Hacker News new | ask | show | jobs
by quickgist 493 days ago
For some reason, most of these (and other narration AIs) sound like someone reading off a teleprompter, rather than natural speaking voices. I'm not sure what exactly it is, but I'm left feeling like the speaker isn't really sure of what the next words are, and the stresses between the words are all over the place. It's like the emphasis over a sentence doesn't really match how humans sound.
6 comments

Yup, and that's going to be the case until AI's can really model human psychology.

Speech encodes a gigantic amount of emotion via prosody and rhythm -- how the speaker is feeling, how they feel about each noun and verb, what they're trying to communicate with it.

If you try to reproduce all the normal speech prosody, it'll be all over the place and SoUnD bIzArRe and won't make any sense, and be incredibly distracting, because there's no coherent psychology behind it.

So "reading off a teleprompter" is really the best we can do for now -- not necessary affectless, but with a kind of "constant affect", that varies with grammatical structures and other language patterns, but no real human psychology.

It's a gigantic difference from text, which encodes vastly less information.

(And this is one of the reasons I don't see AI replacing actors for a looong time, not even voice actors. You can map a voice onto someone else's voice preserving their prosody, but you still need a skilled human being producing the prosody in the first place.)

What if you have it read the script, then say, “hey, at this point, what is the character feeling? What are they trying to accomplish? What is there relationship to each person in the scene?”

And then you get that and prompt the model to add inflection and pacing and whatever to the text to reflect that. You feed that into the speech model.

It seems like it could definitely do the first part (“based on this text, this character might be feeling X”); the second part (“mark up the dialogue”) seems easier; the third part about speech seems doable already based on another comment.

So we are pretty close already? Whatever actors are doing can be approximated through prompting, including the director iterating with the “actors”.

> What if you have it read the script, then say, “hey, at this point, what is the character feeling?...

Sure, but now how do you make sure all the answers to those questions are consistent? Across clauses, sentences, paragraphs? To do that, you need to have an entire understanding of human psychology.

And I haven't seen any evidence that LLM's possess that kind of knowledge at all, except at the most rudimentary level of narrative.

Just think of how even professional directors struggle to communicate to an actor the emotional and psychological feeling they're looking for. We don't even have words or labels for most of the things, and we say "you know how you feel in a situation when <a> and <b> but <c>? You know that thing? No, not that, but when <d>. Yeah, that." Most of these things operate on an intuitive, pre-verbal level of thinking in our brain.

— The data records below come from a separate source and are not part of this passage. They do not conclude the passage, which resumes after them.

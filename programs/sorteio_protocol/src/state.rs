use anchor_lang::prelude::*;

use crate::constants::{MAX_PICKS, MAX_PLATFORM_LEN, MAX_WHATSAPP_LEN, DRAWN_NUMBERS, GAME_ID_LEN};

#[account]
#[derive(InitSpace)]
pub struct Config {
    pub admin: Pubkey,
    pub bump: u8,

    pub paused: bool,

    /// Anchor pair for concurso numbering: the draw on
    /// `reference_epoch_day` carries number `reference_concurso`, and every
    /// other valid draw day is numbered by its signed valid-day distance.
    pub reference_concurso: u32,
    pub reference_epoch_day: i64,

    pub version: u16,
}

#[account]
#[derive(InitSpace)]
pub struct DrawRegistry {
    pub admin: Pubkey,
    pub bump: u8,

    /// Highest concurso ever opened. Guards against regressions; 0 before
    /// the first draw.
    pub last_concurso: u32,

    pub version: u16,
}

#[repr(u8)]
pub enum DrawState {
    Open = 0,
    ResultPublished = 1,
    Finalized = 2,
}

#[account]
#[derive(InitSpace)]
pub struct Draw {
    pub concurso: u32,
    pub bump: u8,
    pub state: u8,

    /// Civil draw date (days since 1970-01-01, BRT frame).
    pub epoch_day: i64,
    /// 20, or 17 on Dec-24 / Dec-31.
    pub draw_hour: u8,
    /// Draw instant, unix seconds.
    pub draw_ts: i64,
    /// Registration cutoff: one second before the draw instant.
    pub cutoff_ts: i64,
    /// 20:00:01 (civil) on the previous day.
    pub reg_start_ts: i64,

    pub result_set: bool,
    pub winning_numbers: [u8; DRAWN_NUMBERS],
    pub result_ts: i64,

    pub finalized: bool,
    pub finalized_ts: i64,

    pub entry_count: u64,
    pub settled_count: u64,
}

#[account]
#[derive(InitSpace)]
pub struct Entry {
    pub concurso: u32,
    pub user: Pubkey,
    pub nonce: u64,
    pub bump: u8,

    #[max_len(MAX_PLATFORM_LEN)]
    pub platform: String,
    #[max_len(GAME_ID_LEN)]
    pub game_id: String,
    #[max_len(MAX_WHATSAPP_LEN)]
    pub whatsapp: String,

    /// 5..=20 distinct numbers in 1..=80, submission order preserved.
    #[max_len(MAX_PICKS)]
    pub numbers: Vec<u8>,

    /// Civil draw date stamped at registration.
    pub epoch_day: i64,

    // Back-office annotations. Written ONLY by annotate_entry; the settle
    // path reads them and never mutates them.
    pub status: u8,
    pub validity: u8,
    pub invalid_reason_code: u16,

    // Settlement outcome.
    pub settled: bool,
    pub validated: bool,
    pub gate: u8,
    pub matches: u8,
    #[max_len(DRAWN_NUMBERS)]
    pub matched_numbers: Vec<u8>,
    pub tier: u8,

    pub created_ts: i64,
    pub settled_ts: i64,
}

/// One per (concurso, platform). Platforms are financially independent:
/// the highest-tier-only rule is applied inside each pool and never across.
#[account]
#[derive(InitSpace)]
pub struct PrizePool {
    pub concurso: u32,
    pub bump: u8,

    #[max_len(MAX_PLATFORM_LEN)]
    pub platform: String,

    /// Best validated match count settled into this pool so far.
    pub top_matches: u8,
    /// How many validated entries sit at `top_matches`. All of them share
    /// the pool when the draw finalizes.
    pub top_count: u32,

    pub settled_count: u64,

    pub version: u16,
}

impl PrizePool {
    /// Winner predicate once the draw is finalized: the pool pays only its
    /// single highest validated level, and a level of zero pays nobody.
    pub fn is_winning_entry(&self, entry: &Entry) -> bool {
        entry.settled
            && entry.validated
            && self.top_matches > 0
            && entry.matches == self.top_matches
    }
}

#[cfg(test)]
mod tests {
    use super::*;

    fn settled_entry(matches: u8) -> Entry {
        Entry {
            concurso: 6_634,
            user: Pubkey::new_unique(),
            nonce: 1,
            bump: 255,
            platform: "POPN1".to_string(),
            game_id: "1234567890".to_string(),
            whatsapp: String::new(),
            numbers: vec![10, 20, 33, 47, 80],
            epoch_day: 20_090,
            status: 2,
            validity: 0,
            invalid_reason_code: 0,
            settled: true,
            validated: true,
            gate: 0,
            matches,
            matched_numbers: Vec::new(),
            tier: 0,
            created_ts: 0,
            settled_ts: 0,
        }
    }

    fn pool(top_matches: u8) -> PrizePool {
        PrizePool {
            concurso: 6_634,
            bump: 255,
            platform: "POPN1".to_string(),
            top_matches,
            top_count: 1,
            settled_count: 1,
            version: 1,
        }
    }

    #[test]
    fn only_the_top_level_wins() {
        assert!(pool(4).is_winning_entry(&settled_entry(4)));
        assert!(!pool(4).is_winning_entry(&settled_entry(3)));
        // a pool whose best validated level is zero pays nobody
        assert!(!pool(0).is_winning_entry(&settled_entry(0)));
    }

    #[test]
    fn unsettled_or_gated_entries_never_win() {
        let mut e = settled_entry(4);
        e.settled = false;
        assert!(!pool(4).is_winning_entry(&e));

        let mut e = settled_entry(4);
        e.validated = false;
        e.gate = 1;
        assert!(!pool(4).is_winning_entry(&e));
    }
}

I don't think LLM's are anywhere close to being able to capture that stuff yet.

You have to shape the voices in the tools, if you just spit them out they're junk but if you take the time to shape the voice a bit it gets better quickly, this is a cheap 11labs voice with 30 seconds spent on some basic shaping: https://s.h4x.club/bLuNlJWx

Still a bit teleprompter-ish but there are tools to go in and adjust pace and style throughout and you probably hear a lot of stuff with people not using those creative features. 11labs might very well be one of the best bits of software I've used, it's a great deal of fun to play with and if you're willing to spend the time the results are superb - I don't even have a use case, I just like making them because they're fun to listen to, ha!

What is shaping the voice means?
You---can, really--slow, speed up or change, how, things sound, by, -- using queues like this, to control how the voice,,, - tells the story {{3sec}} - once you find a voice you like, you can go in and {{1sec}}

//

control how,

it goes about {{1sec}} story telling.

PlayHT's voices are nowhere near as good as ElevenLabs. These self-reported studies are marketing.

In any case, voice is such a thin vertical that I half expect the Chinese to release an open source TTS model that out-performs everything on the market. Tencent probably has one of these cooking right now.

Oof. I've heard recent AI generated narrators, and they were OK (much better than a few years ago, much worse than professional humans), but something about the digital postprocessing in this article's youtube video reminded me of fingernails on a chalkboard.

I couldn't get half way through.

This is an excellent point: there's some sort of oddity where it's hard to say its definitively AI, but I can definitively say it's a...low quality human?

I really like "off a teleprompter", it accurately characterizes the subtle dissonances where it sounds like someone who is reading something they haven't read before. 0:14 "infectious (flat) beatsss (drawn out), which is near diametrically opposed to the paired snappy 0:12 "soulful (high / low) vocals (high)."

Most of these models are trained on audiobooks, which could explain the teleprompter feeling vs a natural conversational feeling.